Oregon — The Justice Department on Monday released results from a six-month national operation that deployed FBI personnel to assist investigations of violent crime and cases involving missing or murdered Indigenous people in Indian Country. Officials said the surge, described as the largest and most sustained deployment of its kind, strengthened public safety efforts across tribal communities.
The operation, conducted from late 2024 into 2025, assigned 64 FBI employees on temporary rotations to field offices in ten regions, including Phoenix, Portland, Seattle, Salt Lake City, Minneapolis, and Albuquerque. The Bureau of Indian Affairs’ Missing and Murdered Unit (BIA MMU) provided an additional 36 specialists, contributing forensic and technical support such as ground-penetrating radar, underwater cameras, and sonar searches.
Attorney General Pamela Bondi said the combined efforts “solved crimes, protected victims of violence, and brought much needed safety and security to communities in Indian country,” adding that federal and tribal agencies would continue pursuing unsolved cases.
FBI Director Kash Patel said the scale of many tribal jurisdictions requires significant resources to reduce violent crime. Patel called the initiative, known as Operation Not Forgotten, “a major step forward in giving these communities the justice that they deserve.”
According to the Justice Department, the surge supported more than 330 investigations and contributed to broader Indian Country programs in fiscal year 2025, including 1,260 individuals charged, 1,123 arrests, 304 weapons recovered, and 458 child victims identified or located.
Federal prosecutors highlighted several recent cases linked to the expanded investigative support. Charges filed in New Mexico include an indictment in the 2020 killing of Zachariah Shorty, an enrolled member of the Navajo Nation, and separate federal charges for assault, second-degree murder, and aggravated sexual abuse in unrelated incidents. Antoine Scott, 28, was sentenced to 28 months in federal prison and 3 years of supervised release. In June 2023, Scott approached a truck on the Warm Springs reservation and began punching the passenger through the window. The passenger suffered a head injury as well as a hand injury requiring stitches. Scott pleaded guilty to assault resulting in serious bodily injury and prohibited possession of a firearm.
Justice Department officials noted that violent crime remains a persistent challenge in Indian Country. At the start of fiscal year 2025, the FBI had approximately 4,300 open cases, including more than 900 death investigations and 1,000 child abuse cases.
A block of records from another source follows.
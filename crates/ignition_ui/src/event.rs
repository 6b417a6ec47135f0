//! Parameter change events.

/// A parameter edit made through the panel.
#[derive(Debug, Clone, Copy, PartialEq)]
pub enum ParamEvent {
    /// New sprite rate. The frame interval follows immediately.
    FramesPerSecondChanged {
        /// Frames per second, within the panel's range.
        fps: u32,
    },
    /// Sprite offset written directly.
    SpriteOffsetSet {
        /// New offset.
        x: f32,
    },
}

/// Receives parameter edits.
pub trait ParamListener {
    /// Applies one edit.
    fn on_param_change(&mut self, event: &ParamEvent);
}

/// Collects events, for tests and for forwarding in batches.
impl ParamListener for Vec<ParamEvent> {
    fn on_param_change(&mut self, event: &ParamEvent) {
        self.push(*event);
    }
}
//! # Error Types
//!
//! Everything that can stop the scene from starting or a frame from
//! completing. Configuration errors live in `ignition_shared`.

use std::path::PathBuf;

use thiserror::Error;

pub use ignition_shared::{ConfigError, ConfigResult};

/// Fatal errors before the first frame.
#[derive(Error, Debug)]
pub enum StartupError {
    /// No drawing surface matches the selector.
    #[error(
        "no element matches `{selector}`: you need a canvas element with the id \"webgl\" in your html document"
    )]
    MissingMountPoint {
        /// The selector that was looked up.
        selector: String,
    },

    /// The configuration could not be loaded.
    #[error(transparent)]
    Config(#[from] ConfigError),
}

/// Errors while attaching the rocket model to the scene.
#[derive(Error, Debug, Clone, PartialEq, Eq)]
pub enum SceneError {
    /// A named part was not among the model's top-level nodes.
    #[error("rocket model has no mesh named `{name}`")]
    MissingMesh {
        /// Node name that was looked for.
        name: &'static str,
    },
}

/// Errors that halt the frame loop.
#[derive(Error, Debug, Clone, PartialEq, Eq)]
pub enum FrameError {
    /// The renderer failed to draw a frame.
    #[error("render failed on frame {frame}: {reason}")]
    Render {
        /// Frame number that failed.
        frame: u64,
        /// Renderer's description.
        reason: String,
    },

    /// The camera controls failed to update.
    #[error("camera controls failed on frame {frame}: {reason}")]
    Controls {
        /// Frame number that failed.
        frame: u64,
        /// Controller's description.
        reason: String,
    },
}

/// Errors reading the model file.
#[derive(Error, Debug)]
pub enum LoadError {
    /// The file is not a readable glTF document.
    #[error("failed to read model {path}: {source}")]
    Gltf {
        /// Model path.
        path: PathBuf,
        /// Parser error.
        #[source]
        source: gltf::Error,
    },

    /// The document has no scene to take nodes from.
    #[error("model {path} has no scene")]
    NoScene {
        /// Model path.
        path: PathBuf,
    },
}

/// Result type for startup.
pub type StartupResult<T> = Result<T, StartupError>;

/// Result type for scene assembly.
pub type SceneResult<T> = Result<T, SceneError>;

/// Result type for a frame.
pub type FrameResult<T> = Result<T, FrameError>;

/// Result type for model loading.
pub type LoadResult<T> = Result<T, LoadError>;
//! The animation context: every piece of animated state in one owner.
//!
//! ```text
//! advance(delta):
//!   1. flame.tick(delta)                      → sprite offset steps
//!   2. starfield.y += ratio * delta
//!   3. spin: reset if >= 2π, then += speed * π * delta * ratio
//! ```
//!
//! `advance` is pure state-in, state-out. Camera controls and rendering are
//! the caller's business.

use ignition_shared::{FlameConfig, IgnitionConfig, RocketConfig};
use tracing::debug;

use crate::clock::sanitize_delta;
use crate::flame::{FlameAnimation, SpriteOffset};
use crate::motion::{RocketSpin, StarfieldScroll};
use crate::texture::UvWindow;

/// What one call to [`AnimationContext::advance`] produced.
#[derive(Debug, Clone, Copy, Default, PartialEq)]
pub struct FrameAdvance {
    /// Seconds consumed.
    pub delta: f32,
    /// Sprite frames stepped this call.
    pub sprite_steps: u32,
    /// Raw sprite offset after the call.
    pub sprite_offset_x: f64,
    /// Raw starfield offset after the call.
    pub starfield_offset_y: f64,
    /// Rocket rotation after the call.
    pub rotation_y: f32,
    /// The rotation was reset to zero before this call's increment.
    pub spin_wrapped: bool,
}

/// Owner of all per-frame animation state.
#[derive(Debug, Clone)]
pub struct AnimationContext {
    flame: FlameAnimation,
    sprite: SpriteOffset,
    starfield: StarfieldScroll,
    spin: RocketSpin,
    baseline_fps: f32,
    tiles: u32,
}

impl AnimationContext {
    /// Creates a context at rest.
    #[must_use]
    pub fn new(flame: &FlameConfig, rocket: &RocketConfig) -> Self {
        Self {
            flame: FlameAnimation::new(flame.frames_per_second, flame.tile_step()),
            sprite: SpriteOffset::default(),
            starfield: StarfieldScroll::default(),
            spin: RocketSpin::new(rocket.base_rotation_speed),
            baseline_fps: rocket.baseline_fps,
            tiles: flame.tiles,
        }
    }

    /// Creates a context from the full scene configuration.
    #[must_use]
    pub fn from_config(config: &IgnitionConfig) -> Self {
        Self::new(&config.flame, &config.rocket)
    }

    /// Advances every animated quantity by `delta` seconds.
    pub fn advance(&mut self, delta: f32) -> FrameAdvance {
        let delta = sanitize_delta(delta);
        let ratio = self.speed_ratio();

        let sprite_steps = self.flame.tick(delta, &mut self.sprite);
        self.starfield.advance(delta, ratio);
        let spin_wrapped = self.spin.advance(delta, ratio);

        FrameAdvance {
            delta,
            sprite_steps,
            sprite_offset_x: self.sprite.x,
            starfield_offset_y: self.starfield.y,
            rotation_y: self.spin.rotation_y,
            spin_wrapped,
        }
    }

    /// Current sprite frames per second.
    #[must_use]
    pub fn frames_per_second(&self) -> u32 {
        self.flame.frames_per_second()
    }

    /// Scene speed relative to the baseline rate.
    #[must_use]
    pub fn speed_ratio(&self) -> f32 {
        self.flame.frames_per_second() as f32 / self.baseline_fps
    }

    /// Changes the sprite rate; the frame interval follows immediately.
    pub fn set_frames_per_second(&mut self, frames_per_second: u32) {
        self.flame.set_frames_per_second(frames_per_second);
        debug!(
            "Flame rate {} fps (interval {:.4}s)",
            self.flame.frames_per_second(),
            self.flame.frame_interval()
        );
    }

    /// Overwrites the sprite offset.
    pub fn set_sprite_offset(&mut self, x: f32) {
        self.sprite.x = f64::from(x);
    }

    /// Flame stepping state.
    #[must_use]
    pub fn flame(&self) -> &FlameAnimation {
        &self.flame
    }

    /// Flame sprite offset.
    #[must_use]
    pub fn sprite_offset(&self) -> SpriteOffset {
        self.sprite
    }

    /// Starfield scroll.
    #[must_use]
    pub fn starfield(&self) -> StarfieldScroll {
        self.starfield
    }

    /// Rocket spin.
    #[must_use]
    pub fn spin(&self) -> RocketSpin {
        self.spin
    }

    /// Texture window the flame quad should sample. The offset is folded.
    #[must_use]
    pub fn flame_window(&self) -> UvWindow {
        UvWindow::strip(self.tiles).with_offset(self.sprite.folded(), 0.0)
    }

    /// Texture window the starfield plane should sample. The offset is
    /// folded.
    #[must_use]
    pub fn starfield_window(&self) -> UvWindow {
        UvWindow::FULL.with_offset(0.0, self.starfield.folded())
    }
}

impl Default for AnimationContext {
    fn default() -> Self {
        Self::from_config(&IgnitionConfig::default())
    }
}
Operation Not Forgotten builds on earlier federal initiatives dating back to Executive Order 13898, signed in 2019, which created a national task force on missing and murdered American Indians and Alaska Natives. This was the third deployment under the program, which has supported more than 760 cases over three years.
The Department said the effort will continue through its Missing and Murdered Indigenous Persons Regional Outreach Program, which places attorneys and coordinators in U.S. Attorneys’ Offices to help prevent and respond to MMIP cases.